Promising Research ✨
Believe it or not, earthquake prediction has been around for centuries. Unfortunately, pretty much all of these methods weren’t exactly the most scientific…
However, back in August of 2023, a paper was published by two French scientists named Quentin Bletery and Jean-Mathieu Nocquet, which rocked the world with their findings.
In short, they claim that large global earthquakes do have a short-term precursory phase that can be identified using GPS data.
Yes, GPS data! They measured the visible displacement of the ground using 3,026 high-rate GPS devices 48 hours before 90 earthquakes that occurred with a magnitude greater or equal to 7.0 on the MMS.
What they found was that this method of detecting large earthquakes reveals a 2-hour-long exponential acceleration of slip before they rupture, which improvements in measurement precision and density could help detect more effectively 🤯
I should point out that there have been some gripes expressed by scientists who peer-reviewed the paper. One of the gripes repeatedly expressed is the 2-hour value itself, as the paper doesn’t make it very obvious how they got to that conclusion.
Regardless, if you’re interested in learning more, I highly suggest that you read the paper by clicking 👉here👈.
My Thoughts 🤔
Currently, the USGS says, and I quote:
“Neither the USGS nor any other scientists have ever predicted a major earthquake. We do not know how, and we do not expect to know how any time in the foreseeable future.”
The word “prediction” has always been associated with delusion or wishful thinking, with false prophecies often preying on people’s hopes and fears, fueled by ignorance and superstition.
Despite countless failed prophecies, there have been, and still are, a lot of unscientific people who claim to be able to predict earthquakes.
Nevertheless, I believe that with the advent of breakthroughs in Quantum Sensing like detecting earthquakes using Fiber Optic cables and using quantum optical sensors for determining the earth’s gravity field from space, there is going to be an incredible amount of advancements in earthquake prediction, causing a massive change in how the scientific community perceives the topic of earthquake prediction as a whole.
That last sentence about measurement precision and density in the paper?

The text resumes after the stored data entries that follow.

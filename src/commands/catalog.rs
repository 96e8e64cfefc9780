use anyhow::{Context as _, Result};
use colored::Colorize;
use playbook::Catalog;

use crate::Context;
use crate::ui;

pub fn run(ctx: &Context) -> Result<()> {
    let roles_dir = ctx.config.roles_dir();
    let catalog = Catalog::discover(&roles_dir)
        .with_context(|| format!("Could not read software catalog from {}", roles_dir.display()))?;

    if catalog.is_empty() {
        ui::warn(&format!("No roles with a tasks/ directory in {}", roles_dir.display()));
        return Ok(());
    }

    ui::header(&format!("Software Catalog ({})", catalog.len()));
    ui::kv("Roles", &roles_dir.display().to_string());
    println!();

    for name in catalog.names() {
        let variants = catalog
            .os_variants(name)
            .map(|v| v.iter().cloned().collect::<Vec<_>>().join(", "))
            .unwrap_or_default();
        if variants.is_empty() {
            println!("  {} {}", name.bold(), "(no task files)".yellow());
        } else {
            println!("  {} {}", name.bold(), variants.dimmed());
        }
    }
    Ok(())
}
//! Record store abstraction.
//!
//! The [`RecordStore`] trait is the only way the rest of the system touches
//! persisted inventory. Implementations:
//! - [`SqliteStore`]: a single wide table keyed by `(instance_id, record_kind)`
//! - [`MemoryStore`]: in-process map, for tests and dry runs
//!
//! Every call is an independent round-trip. Implementations must not cache:
//! reconciliation re-reads current state before each decision.

pub mod memory;
pub mod sqlite;

pub use memory::MemoryStore;
pub use sqlite::SqliteStore;

use crate::error::Result;
use crate::types::{InstallStatusRecord, ServerRecord};

/// Typed get/put/scan operations over server and install-status records.
pub trait RecordStore {
    /// Fetch the server record for an instance, `None` if absent.
    fn get_server(&self, instance_id: &str) -> Result<Option<ServerRecord>>;

    /// Insert or fully replace a server record.
    fn put_server(&self, record: &ServerRecord) -> Result<()>;

    /// Scan every server record. Order is unspecified.
    fn list_servers(&self) -> Result<Vec<ServerRecord>>;

    /// Insert or overwrite the status for `(instance_id, software_name)`.
    fn put_status(&self, record: &InstallStatusRecord) -> Result<()>;

    /// Fetch the last recorded status for a pair, `None` if never recorded.
    fn get_status(&self, instance_id: &str, software_name: &str)
    -> Result<Option<InstallStatusRecord>>;

    /// Scan every status record, including ones whose server is gone.
    fn list_statuses(&self) -> Result<Vec<InstallStatusRecord>>;

    /// Find stored servers carrying `server_name`.
    ///
    /// More than one match means the store predates name uniqueness.
    fn find_servers_by_name(&self, server_name: &str) -> Result<Vec<ServerRecord>> {
        Ok(self
            .list_servers()?
            .into_iter()
            .filter(|s| s.server_name == server_name)
            .collect())
    }
}
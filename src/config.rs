//! fleetbook configuration (`<config_dir>/config.toml`).
//!
//! The file is optional. Missing sections and keys fall back to defaults that
//! match running `ansible-playbook` from a directory containing `roles/`.

use crate::paths;
use anyhow::{Context, Result};
use playbook::{AnsibleTool, DescriptorOptions};
use serde::{Deserialize, Serialize};
use std::fs;
use std::path::{Path, PathBuf};

/// Config file name inside the config directory
pub const CONFIG_FILE: &str = "config.toml";

/// Database file name inside the state directory
pub const DEFAULT_DB_FILE: &str = "inventory.db";

#[derive(Debug, Clone, Default, PartialEq, Eq, Serialize, Deserialize)]
#[serde(default, deny_unknown_fields)]
pub struct Config {
    pub store: StoreConfig,
    pub ansible: AnsibleConfig,
}

// ============================================================================
// Store
// ============================================================================

#[derive(Debug, Clone, PartialEq, Eq, Serialize, Deserialize)]
#[serde(default, deny_unknown_fields)]
pub struct StoreConfig {
    /// Database file; defaults to `<state_dir>/inventory.db`
    #[serde(skip_serializing_if = "Option::is_none")]
    pub path: Option<String>,
    pub table: String,
}

impl Default for StoreConfig {
    fn default() -> Self {
        Self {
            path: None,
            table: inventory::DEFAULT_TABLE.to_string(),
        }
    }
}

// ============================================================================
// Ansible
// ============================================================================

#[derive(Debug, Clone, PartialEq, Eq, Serialize, Deserialize)]
#[serde(default, deny_unknown_fields)]
pub struct AnsibleConfig {
    pub command: String,
    /// Relative paths resolve against `work_dir`
    pub roles_dir: String,
    pub work_dir: String,
    pub connection: String,
    #[serde(rename = "become")]
    pub become_root: bool,
    pub inventory_file: String,
    pub playbook_file: String,
}

impl Default for AnsibleConfig {
    fn default() -> Self {
        Self {
            command: playbook::ansible::DEFAULT_COMMAND.to_string(),
            roles_dir: "roles".to_string(),
            work_dir: ".".to_string(),
            connection: playbook::descriptor::DEFAULT_CONNECTION.to_string(),
            become_root: true,
            inventory_file: "inventory.yml".to_string(),
            playbook_file: "main.yml".to_string(),
        }
    }
}

/// Values given on the command line, applied over the file.
#[derive(Debug, Clone, Default)]
pub struct Overrides {
    pub store: Option<PathBuf>,
    pub roles_dir: Option<PathBuf>,
    pub work_dir: Option<PathBuf>,
}

impl Config {
    /// Path of the config file
    pub fn path() -> Result<PathBuf> {
        Ok(paths::config_dir()?.join(CONFIG_FILE))
    }

    /// Load the config file, or defaults when it does not exist
    pub fn load() -> Result<Self> {
        Self::load_from(&Self::path()?)
    }

    pub fn load_from(path: &Path) -> Result<Self> {
        if !path.exists() {
            log::debug!("No config at {}, using defaults", path.display());
            return Ok(Self::default());
        }
        let content = fs::read_to_string(path)
            .with_context(|| format!("Could not read {}", path.display()))?;
        let config: Self = toml::from_str(&content)
            .with_context(|| format!("Invalid config in {}", path.display()))?;
        log::debug!("Loaded config from {}", path.display());
        Ok(config)
    }

    /// Write the config file
    pub fn save_to(&self, path: &Path) -> Result<()> {
        if let Some(parent) = path.parent() {
            fs::create_dir_all(parent)
                .with_context(|| format!("Could not create {}", parent.display()))?;
        }
        let content = toml::to_string_pretty(self).context("Could not serialize config")?;
        fs::write(path, content).with_context(|| format!("Could not write {}", path.display()))
    }

    pub fn apply(&mut self, overrides: &Overrides) {
        if let Some(store) = &overrides.store {
            self.store.path = Some(store.display().to_string());
        }
        if let Some(roles) = &overrides.roles_dir {
            self.ansible.roles_dir = roles.display().to_string();
        }
        if let Some(work) = &overrides.work_dir {
            self.ansible.work_dir = work.display().to_string();
        }
    }

    /// Resolved database file
    pub fn store_path(&self) -> Result<PathBuf> {
        match &self.store.path {
            Some(path) => Ok(paths::expand(path)),
            None => Ok(paths::state_dir()?.join(DEFAULT_DB_FILE)),
        }
    }

    pub fn work_dir(&self) -> PathBuf {
        paths::expand(&self.ansible.work_dir)
    }

    /// Resolved roles directory
    pub fn roles_dir(&self) -> PathBuf {
        let roles = paths::expand(&self.ansible.roles_dir);
        if roles.is_absolute() {
            roles
        } else {
            self.work_dir().join(roles)
        }
    }

    pub fn descriptor_options(&self) -> DescriptorOptions {
        DescriptorOptions {
            connection: self.ansible.connection.clone(),
            become_root: self.ansible.become_root,
        }
    }

    pub fn ansible_tool(&self) -> AnsibleTool {
        AnsibleTool::new(self.work_dir())
            .with_command(&self.ansible.command)
            .with_roles_dir(self.roles_dir())
            .with_files(&self.ansible.inventory_file, &self.ansible.playbook_file)
    }
}

// ============================================================================
// Tests
// ============================================================================
pub mod catalog;
pub mod init;
pub mod run;
pub mod servers;
pub mod status;

use crate::Context;
use anyhow::{Context as _, Result};
use inventory::SqliteStore;

/// Open the configured inventory store, creating it when missing.
pub fn open_store(ctx: &Context) -> Result<SqliteStore> {
    let path = ctx.config.store_path()?;
    let table = &ctx.config.store.table;
    log::debug!("Opening store {} (table {table})", path.display());
    SqliteStore::open(&path, table)
        .with_context(|| format!("Could not open inventory store {}", path.display()))
}
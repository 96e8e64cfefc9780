//! Centralized path resolution for fleetbook
//!
//! # Environment Variables
//!
//! - `FLEETBOOK_CONFIG_DIR` - Override config directory
//! - `FLEETBOOK_STATE_DIR` - Override state directory (holds the inventory database)
//!
//! # Path Resolution Priority
//!
//! For config_dir():
//! 1. `FLEETBOOK_CONFIG_DIR` environment variable
//! 2. `XDG_CONFIG_HOME/fleetbook` (if set)
//! 3. `~/.config/fleetbook`
//!
//! For state_dir():
//! 1. `FLEETBOOK_STATE_DIR` environment variable
//! 2. `XDG_STATE_HOME/fleetbook` (if set)
//! 3. `~/.local/state/fleetbook`

use anyhow::{Context, Result};
use std::path::PathBuf;

/// Environment variable for config directory override
pub const ENV_CONFIG_DIR: &str = "FLEETBOOK_CONFIG_DIR";

/// Environment variable for state directory override
pub const ENV_STATE_DIR: &str = "FLEETBOOK_STATE_DIR";

const APP_DIR: &str = "fleetbook";

/// Get the fleetbook config directory path
pub fn config_dir() -> Result<PathBuf> {
    if let Ok(dir) = std::env::var(ENV_CONFIG_DIR) {
        let path = expand(&dir);
        log::debug!(
            "Using config dir from {}: {}",
            ENV_CONFIG_DIR,
            path.display()
        );
        return Ok(path);
    }

    if let Ok(xdg_config) = std::env::var("XDG_CONFIG_HOME") {
        let path = PathBuf::from(xdg_config).join(APP_DIR);
        log::debug!("Using XDG_CONFIG_HOME: {}", path.display());
        return Ok(path);
    }

    let home = dirs::home_dir().context("Could not determine home directory")?;
    let path = home.join(".config").join(APP_DIR);
    log::debug!("Using default config dir: {}", path.display());
    Ok(path)
}

/// Get the fleetbook state directory path
pub fn state_dir() -> Result<PathBuf> {
    if let Ok(dir) = std::env::var(ENV_STATE_DIR) {
        let path = expand(&dir);
        log::debug!("Using state dir from {}: {}", ENV_STATE_DIR, path.display());
        return Ok(path);
    }

    if let Ok(xdg_state) = std::env::var("XDG_STATE_HOME") {
        let path = PathBuf::from(xdg_state).join(APP_DIR);
        log::debug!("Using XDG_STATE_HOME: {}", path.display());
        return Ok(path);
    }

    let home = dirs::home_dir().context("Could not determine home directory")?;
    let path = home.join(".local").join("state").join(APP_DIR);
    log::debug!("Using default state dir: {}", path.display());
    Ok(path)
}

/// Expand ~ and environment variables in a path string.
pub fn expand(path: &str) -> PathBuf {
    let expanded = shellexpand::full(path).unwrap_or(std::borrow::Cow::Borrowed(path));
    PathBuf::from(expanded.as_ref())
}

// ============================================================================
// Tests
// ============================================================================
//! Progress indicators.

use colored::Colorize;
use indicatif::{ProgressBar, ProgressStyle};
use std::time::Duration;

/// Start a spinner with a message. Hidden when `quiet`.
pub fn spinner(msg: &str, quiet: bool) -> ProgressBar {
    if quiet {
        return ProgressBar::hidden();
    }
    let pb = ProgressBar::new_spinner();
    pb.set_style(
        ProgressStyle::default_spinner()
            .template("{spinner:.green} {msg} {elapsed:.dim}")
            .unwrap_or_else(|_| ProgressStyle::default_spinner()),
    );
    pb.set_message(msg.to_string());
    pb.enable_steady_tick(Duration::from_millis(100));
    pb
}

/// Replace the spinner with a success line
pub fn finish_success(pb: &ProgressBar, msg: &str) {
    pb.finish_and_clear();
    if !pb.is_hidden() {
        println!("{} {}", "✓".green(), msg);
    }
}

/// Replace the spinner with an error line
pub fn finish_error(pb: &ProgressBar, msg: &str) {
    pb.finish_and_clear();
    eprintln!("{} {}", "✗".red(), msg);
}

This, is where Quantum Sensing is going to come into play.
By deploying more precise sensors in a higher quantity, and creating the next generation of earthquake prediction networks, the kind of data that we would be able to retrieve is just unimaginable! Who knows what kinds of new insights we might stumble upon…
In my next article, I’m going to be diving deeper into reviewing the paper made by these two scientists, addressing the gripes that reviewers expressed about their paper, and explaining in detail how Quantum Sensors could potentially improve the quality of data gathered from areas of high risk, all to predict earthquakes faster, and more accurately.
As always, I hope that with my work, I can continue to improve upon what’s already been done, while inspiring a new generation of quantum enthusiasts to leverage quantum technologies in tackling some of the world’s biggest problems.